Bagikan dengan
Melepaskan Potensi: Masa Depan Minyak Sawit Berkelanjutan
Dalam dua dekade terakhir, permintaan minyak nabati meningkat pesat, dan minyak sawit menjadi pemimpin dalam industri makanan, kesehatan dan kecantikan, serta energi, terutama sebagai bahan bakar nabati. Daya tarik minyak sawit terletak pada hasil panennya yang luar biasa tinggi dan fleksibilitas penggunaannya.Dengan hasil panen empat hingga sepuluh kali lebih tinggi per hektar dibandingkan kedelai, rapeseed, dan bunga matahari, kelapa sawit muncul sebagai pilihan utama.

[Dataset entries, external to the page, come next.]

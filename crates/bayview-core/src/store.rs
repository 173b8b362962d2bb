// ── Reactive machine store ──
//
// Holds the latest full machine snapshot. Every snapshot replaces the
// previous one wholesale; subscribers are notified through `watch`
// channels only when the content actually changed.

use std::sync::Arc;

use chrono::{DateTime, Utc};
use tokio::sync::watch;

use crate::model::Machine;
use crate::stream::MachineStream;

/// One published snapshot.
pub type Snapshot = Arc<Vec<Arc<Machine>>>;

/// Central store for the machine list.
pub struct MachineStore {
    machines: watch::Sender<Snapshot>,
    last_snapshot: watch::Sender<Option<DateTime<Utc>>>,
}

impl MachineStore {
    pub fn new() -> Self {
        let (machines, _) = watch::channel(Arc::new(Vec::new()));
        let (last_snapshot, _) = watch::channel(None);
        Self {
            machines,
            last_snapshot,
        }
    }

    // ── Mutation ─────────────────────────────────────────────────────

    /// Replace the machine list.
    ///
    /// Returns `true` if subscribers were notified. A snapshot identical to
    /// the current one only refreshes the receipt timestamp.
    pub fn apply_snapshot(&self, machines: Vec<Machine>) -> bool {
        let changed = self.machines.send_if_modified(|current| {
            let identical = current.len() == machines.len()
                && current.iter().zip(&machines).all(|(a, b)| **a == *b);
            if identical {
                return false;
            }
            *current = Arc::new(machines.into_iter().map(Arc::new).collect());
            true
        });
        self.last_snapshot.send_replace(Some(Utc::now()));
        changed
    }

    /// Drop every machine (used on disconnect).
    pub fn clear(&self) {
        self.machines.send_if_modified(|current| {
            if current.is_empty() {
                return false;
            }
            *current = Arc::new(Vec::new());
            true
        });
        self.last_snapshot.send_replace(None);
    }

    // ── Accessors ────────────────────────────────────────────────────

    pub fn snapshot(&self) -> Snapshot {
        self.machines.borrow().clone()
    }

    pub fn machine_count(&self) -> usize {
        self.machines.borrow().len()
    }

    pub fn machine_by_name(&self, name: &str) -> Option<Arc<Machine>> {
        self.machines
            .borrow()
            .iter()
            .find(|m| m.name == name)
            .map(Arc::clone)
    }

    /// When the last snapshot (changed or not) was received.
    pub fn last_snapshot(&self) -> Option<DateTime<Utc>> {
        *self.last_snapshot.borrow()
    }

    // ── Subscriptions ────────────────────────────────────────────────

    pub fn subscribe(&self) -> MachineStream {
        MachineStream::new(self.machines.subscribe())
    }

    pub fn subscribe_last_snapshot(&self) -> watch::Receiver<Option<DateTime<Utc>>> {
        self.last_snapshot.subscribe()
    }
}

impl Default for MachineStore {
    fn default() -> Self {
        Self::new()
    }
}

Tak hanya itu, minyak sawit merupakan alternatif yang lebih sehat dibandingkan lemak trans serta memiliki sifat pelembap dan tekstur yang ideal untuk produk perawatan pribadi. Saat ini, Indonesia dan Malaysia mendominasi pasar minyak sawit, menyumbang 83% ekspor global. Industri minyak sawit memberikan manfaat ekonomi yang signifikan bagi petani kecil, industri agro, dan negara produsen, mendorong mata pencaharian, penciptaan lapangan kerja, dan pertumbuhan ekonomi.
Namun, pertumbuhan industri minyak sawit yang pesat juga membawa dampak lingkungan yang signifikan serta memengaruhi petani kecil dan pekerja secara tidak proporsional. Sepanjang rantai nilai global minyak sawit, terutama di Asia Tenggara yang menjadi pusat produksi dan ekspor, muncul berbagai tantangan terkait lingkungan, kesetaraan, dan ekonomi yang harus segera ditangani.

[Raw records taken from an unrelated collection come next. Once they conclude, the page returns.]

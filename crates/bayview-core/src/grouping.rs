// ── Section grouping (flat list view) ──
//
// Buckets machines by section and applies an independent text filter per
// section. Filtering narrows what is shown; it never changes the buckets.

use std::cmp::Ordering;
use std::collections::HashMap;
use std::sync::Arc;

use crate::model::{Endpoint, Machine};

/// Case-insensitive ordering with a case-sensitive tie-break, so the result
/// is total and stable across snapshots.
pub fn compare_case_insensitive(a: &str, b: &str) -> Ordering {
    a.to_lowercase()
        .cmp(&b.to_lowercase())
        .then_with(|| a.cmp(b))
}

/// All machines of one section, sorted by name.
#[derive(Debug, Clone, PartialEq)]
pub struct SectionGroup {
    pub section: String,
    pub machines: Vec<Arc<Machine>>,
}

/// Partition machines by section. Members are sorted by name
/// case-insensitively; partitions are sorted by section name lexically.
pub fn group_by_section(machines: &[Arc<Machine>]) -> Vec<SectionGroup> {
    let mut buckets: HashMap<&str, Vec<Arc<Machine>>> = HashMap::new();
    for machine in machines {
        buckets
            .entry(machine.section_name())
            .or_default()
            .push(Arc::clone(machine));
    }

    let mut groups: Vec<SectionGroup> = buckets
        .into_iter()
        .map(|(section, mut members)| {
            members.sort_by(|a, b| compare_case_insensitive(&a.name, &b.name));
            SectionGroup {
                section: section.to_owned(),
                machines: members,
            }
        })
        .collect();
    groups.sort_by(|a, b| a.section.cmp(&b.section));
    groups
}

/// Does `machine` match a filter query?
///
/// Case-insensitive substring match against the name and the three probed
/// addresses. An empty query matches everything.
pub fn matches_query(machine: &Machine, query: &str) -> bool {
    let query = query.to_lowercase();
    if query.is_empty() {
        return true;
    }

    std::iter::once(Some(machine.name.as_str()))
        .chain(Endpoint::ALL.iter().map(|&e| machine.probes.ip_of(e)))
        .flatten()
        .any(|field| field.to_lowercase().contains(&query))
}

/// Per-section filter text, independent between sections.
#[derive(Debug, Clone, Default, PartialEq, Eq)]
pub struct SectionFilters {
    queries: HashMap<String, String>,
}

impl SectionFilters {
    pub fn new() -> Self {
        Self::default()
    }

    /// Current query for a section (empty when none was set).
    pub fn query(&self, section: &str) -> &str {
        self.queries.get(section).map_or("", String::as_str)
    }

    pub fn set(&mut self, section: &str, query: impl Into<String>) {
        let query = query.into();
        if query.is_empty() {
            self.queries.remove(section);
        } else {
            self.queries.insert(section.to_owned(), query);
        }
    }

    /// Append a character to a section's query.
    pub fn push(&mut self, section: &str, c: char) {
        self.queries.entry(section.to_owned()).or_default().push(c);
    }

    /// Remove the last character of a section's query.
    pub fn pop(&mut self, section: &str) {
        if let Some(q) = self.queries.get_mut(section) {
            q.pop();
            if q.is_empty() {
                self.queries.remove(section);
            }
        }
    }

    pub fn clear(&mut self, section: &str) {
        self.queries.remove(section);
    }

    /// Machines of `group` matching that section's query.
    pub fn apply<'a>(&self, group: &'a SectionGroup) -> Vec<&'a Arc<Machine>> {
        let query = self.query(&group.section);
        group
            .machines
            .iter()
            .filter(|m| matches_query(m, query))
            .collect()
    }
}

/// Groups restricted to the selected section (all groups when `None`).
pub fn select_groups<'a>(
    groups: &'a [SectionGroup],
    selected: Option<&str>,
) -> impl Iterator<Item = &'a SectionGroup> + 'a {
    let selected = selected.map(str::to_owned);
    groups
        .iter()
        .filter(move |g| selected.as_deref().is_none_or(|s| g.section == s))
}

#[cfg(test)]
mod tests {
    use super::*;
    use crate::model::Probe;
    use pretty_assertions::assert_eq;

    fn machine(name: &str, section: Option<&str>) -> Arc<Machine> {
        let mut m = Machine::named(name);
        m.section = section.map(String::from);
        Arc::new(m)
    }

    fn with_probe_ip(name: &str, ip: &str) -> Arc<Machine> {
        let mut m = Machine::named(name);
        m.section = Some("North".into());
        m.probes.gateway = Some(Probe {
            ip: Some(ip.into()),
            alive: true,
            ping_ms: Some(1.0),
            color: None,
        });
        Arc::new(m)
    }

    fn names(machines: &[Arc<Machine>]) -> Vec<&str> {
        machines.iter().map(|m| m.name.as_str()).collect()
    }

    #[test]
    fn grouping_preserves_the_multiset() {
        let input = vec![
            machine("b", Some("X")),
            machine("a", None),
            machine("c", Some("X")),
            machine("a", Some("Y")),
            machine("a", None),
        ];
        let groups = group_by_section(&input);

        let mut flattened: Vec<_> = groups
            .iter()
            .flat_map(|g| g.machines.iter().map(|m| (m.name.clone(), m.section_name().to_owned())))
            .collect();
        let mut expected: Vec<_> = input
            .iter()
            .map(|m| (m.name.clone(), m.section_name().to_owned()))
            .collect();
        flattened.sort();
        expected.sort();
        assert_eq!(flattened, expected);
    }

    #[test]
    fn members_sort_case_insensitively_and_sections_lexically() {
        let input = vec![
            machine("beta", Some("west")),
            machine("Alpha", Some("west")),
            machine("alpha2", Some("west")),
            machine("Gamma", Some("East")),
            machine("delta", None),
            machine("epsilon", Some("annex")),
        ];
        let groups = group_by_section(&input);

        let sections: Vec<_> = groups.iter().map(|g| g.section.as_str()).collect();
        assert_eq!(sections, vec!["East", "Unknown", "annex", "west"]);
        assert_eq!(names(&groups[3].machines), vec!["Alpha", "alpha2", "beta"]);
    }

    #[test]
    fn filter_matches_name_and_probed_ips() {
        let input = vec![
            with_probe_ip("PRESS-01", "10.0.0.1"),
            with_probe_ip("PRESS-02", "10.0.0.12"),
            with_probe_ip("LATHE-10.0.0.1", "192.168.1.5"),
            with_probe_ip("MILL", "10.0.0.2"),
        ];
        let query = "10.0.0.1";
        let hits: Vec<_> = input
            .iter()
            .filter(|m| matches_query(m, query))
            .map(|m| m.name.as_str())
            .collect();
        assert_eq!(hits, vec!["PRESS-01", "PRESS-02", "LATHE-10.0.0.1"]);
    }

    #[test]
    fn filter_ignores_declared_addresses() {
        let mut m = Machine::named("KIOSK");
        m.ip = Some("10.9.9.9".into());
        assert!(!matches_query(&m, "10.9.9.9"));
        assert!(matches_query(&m, "kio"));
        assert!(matches_query(&m, ""));
    }

    #[test]
    fn filter_keeps_surrounding_whitespace() {
        let m = with_probe_ip("PRESS-01", "10.0.0.1");
        assert!(!matches_query(&m, " "));
        assert!(!matches_query(&m, " 10.0"));
        assert!(!matches_query(&m, "press "));
        assert!(matches_query(&m, "PRESS-0"));

        let spaced = Machine::named("Press 01");
        assert!(matches_query(&spaced, "ss 0"));
        assert!(matches_query(&spaced, " "));
    }

    #[test]
    fn filters_are_independent_per_section() {
        let input = vec![
            machine("press", Some("North")),
            machine("lathe", Some("North")),
            machine("press", Some("South")),
        ];
        let groups = group_by_section(&input);
        let mut filters = SectionFilters::new();
        filters.set("North", "LAT");

        let north: Vec<_> = filters.apply(&groups[0]).iter().map(|m| m.name.as_str()).collect();
        let south: Vec<_> = filters.apply(&groups[1]).iter().map(|m| m.name.as_str()).collect();
        assert_eq!(north, vec!["lathe"]);
        assert_eq!(south, vec!["press"]);

        // Filtering never touched the groups themselves.
        assert_eq!(groups[0].machines.len(), 2);

        filters.pop("North");
        assert_eq!(filters.query("North"), "LA");
        filters.clear("North");
        assert_eq!(filters.query("North"), "");
    }

    #[test]
    fn selection_restricts_groups() {
        let input = vec![machine("a", Some("North")), machine("b", Some("South"))];
        let groups = group_by_section(&input);

        let picked: Vec<_> = select_groups(&groups, Some("South")).map(|g| g.section.as_str()).collect();
        assert_eq!(picked, vec!["South"]);
        assert_eq!(select_groups(&groups, None).count(), 2);
        assert_eq!(select_groups(&groups, Some("Nowhere")).count(), 0);
    }
}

Mengenal Rantai Nilai Minyak Sawit: Perjalanan Langkah demi Langkah
Rantai nilai global minyak sawit, yang berasal dari Asia Tenggara dan menjangkau konsumen di seluruh dunia, dapat dibagi menjadi lima tahap utama: produksi, pengolahan, distribusi, manufaktur, dan konsumsi. Produksi dimulai dari perkebunan skala besar yang dimiliki oleh perusahaan, tempat pohon kelapa sawit ditanam dengan perawatan khusus.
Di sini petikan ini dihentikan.